→ **WHAT YOU SHOULD DO**
Return every record below exactly as given.
------ DATA SUPPLIED
//! Per-row answer inference.
//!
//! The structure detector is authoritative for "a mark exists here"; the
//! glyph detector is authoritative for which column the mark covers. When
//! the glyph detector under-detects, column order is used as a fallback
//! signal, trading some precision for completeness.

use crate::rows::Row;
use crate::types::{OptionGlyph, OptionLabel, Provenance, QuestionResult};

/// Infer the verdict for one row.
///
/// Real labels are the selected glyphs overlapping any of the row's
/// circles, ordered by horizontal center (left-to-right = A..D column
/// order). If at least one real label was recovered but fewer than four,
/// virtual options are synthesized for the unmapped circles past the
/// recovered count, taking the next unused letter each. A row with marks
/// but no recovered label stays blank: position alone is no evidence of a
/// column, and answers are never fabricated without geometric evidence.
pub fn infer_row(row: &Row, glyphs: &[OptionGlyph]) -> QuestionResult {
    let mut recovered: Vec<&OptionGlyph> = glyphs
        .iter()
        .filter(|g| g.selected && row.circles.iter().any(|c| c.bbox.overlaps(&g.bbox)))
        .collect();
    recovered.sort_by(|a, b| a.bbox.center().x.total_cmp(&b.bbox.center().x));

    let mut options: Vec<OptionGlyph> = recovered.into_iter().copied().collect();

    if !options.is_empty() && options.len() < OptionLabel::SEQUENCE.len() {
        let used: Vec<OptionLabel> = options.iter().map(|g| g.label).collect();
        let mut unused = OptionLabel::SEQUENCE
            .into_iter()
            .filter(|label| !used.contains(label));

        for circle in row.circles_by_x().iter().skip(options.len()) {
            if circle.mapped {
                continue;
            }
            let Some(label) = unused.next() else {
                break;
            };
            options.push(OptionGlyph {
                bbox: circle.bbox,
                label,
                selected: true,
                provenance: Provenance::Synthesized,
            });
        }
    }

    let mut labels: Vec<OptionLabel> = options
        .iter()
        .filter(|g| g.selected)
        .map(|g| g.label)
        .collect();
    labels.sort();
    labels.dedup();

    QuestionResult::from_labels(labels)
}

/// Infer verdicts for every row, in row order.
pub fn infer_rows(rows: &[Row], glyphs: &[OptionGlyph]) -> Vec<QuestionResult> {
    rows.iter().map(|row| infer_row(row, glyphs)).collect()
}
------------
→ **ANSWER BELOW**
//! Per-row answer inference.
//!
//! The structure detector is authoritative for "a mark exists here"; the
//! glyph detector is authoritative for which column the mark covers. When
//! the glyph detector under-detects, column order is used as a fallback
//! signal, trading some precision for completeness.

use crate::rows::Row;
use crate::types::{OptionGlyph, OptionLabel, Provenance, QuestionResult};

/// Infer the verdict for one row.
///
/// Real labels are the selected glyphs overlapping any of the row's
/// circles, ordered by horizontal center (left-to-right = A..D column
/// order). If at least one real label was recovered but fewer than four,
/// virtual options are synthesized for the unmapped circles past the
/// recovered count, taking the next unused letter each. A row with marks
/// but no recovered label stays blank: position alone is no evidence of a
/// column, and answers are never fabricated without geometric evidence.
pub fn infer_row(row: &Row, glyphs: &[OptionGlyph]) -> QuestionResult {
    let mut recovered: Vec<&OptionGlyph> = glyphs
        .iter()
        .filter(|g| g.selected && row.circles.iter().any(|c| c.bbox.overlaps(&g.bbox)))
        .collect();
    recovered.sort_by(|a, b| a.bbox.center().x.total_cmp(&b.bbox.center().x));

    let mut options: Vec<OptionGlyph> = recovered.into_iter().copied().collect();

    if !options.is_empty() && options.len() < OptionLabel::SEQUENCE.len() {
        let used: Vec<OptionLabel> = options.iter().map(|g| g.label).collect();
        let mut unused = OptionLabel::SEQUENCE
            .into_iter()
            .filter(|label| !used.contains(label));

        for circle in row.circles_by_x().iter().skip(options.len()) {
            if circle.mapped {
                continue;
            }
            let Some(label) = unused.next() else {
                break;
            };
            options.push(OptionGlyph {
                bbox: circle.bbox,
                label,
                selected: true,
                provenance: Provenance::Synthesized,
            });
        }
    }

    let mut labels: Vec<OptionLabel> = options
        .iter()
        .filter(|g| g.selected)
        .map(|g| g.label)
        .collect();
    labels.sort();
    labels.dedup();

    QuestionResult::from_labels(labels)
}

/// Infer verdicts for every row, in row order.
pub fn infer_rows(rows: &[Row], glyphs: &[OptionGlyph]) -> Vec<QuestionResult> {
    rows.iter().map(|row| infer_row(row, glyphs)).collect()
}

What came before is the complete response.